Gather every line of the entries that includes the word "clone".

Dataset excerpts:
########
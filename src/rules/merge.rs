use serde_yaml::Value;

/// Deep-merge `overlay` onto a copy of `base`.
///
/// For each key of `overlay`: when both sides hold a mapping the merge
/// recurses, otherwise the overlay value replaces the base value wholesale
/// (lists, scalars and `null` included). Keys only in `base` are kept in
/// place. A non-mapping overlay replaces `base` entirely.
#[must_use]
pub fn merge(base: &Value, overlay: &Value) -> Value {
    let mut merged = base.clone();
    merge_into(&mut merged, overlay);
    merged
}

pub(crate) fn merge_into(target: &mut Value, overlay: &Value) {
    match (target, overlay) {
        (Value::Mapping(target), Value::Mapping(overlay)) => {
            for (key, value) in overlay {
                if value.is_mapping() {
                    if let Some(existing) = target.get_mut(key).filter(|e| e.is_mapping()) {
                        merge_into(existing, value);
                        continue;
                    }
                }
                target.insert(key.clone(), value.clone());
            }
        }
        (target, overlay) => *target = overlay.clone(),
    }
}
########
Expected answer ::
    let mut merged = base.clone();
                target.insert(key.clone(), value.clone());
        (target, overlay) => *target = overlay.clone(),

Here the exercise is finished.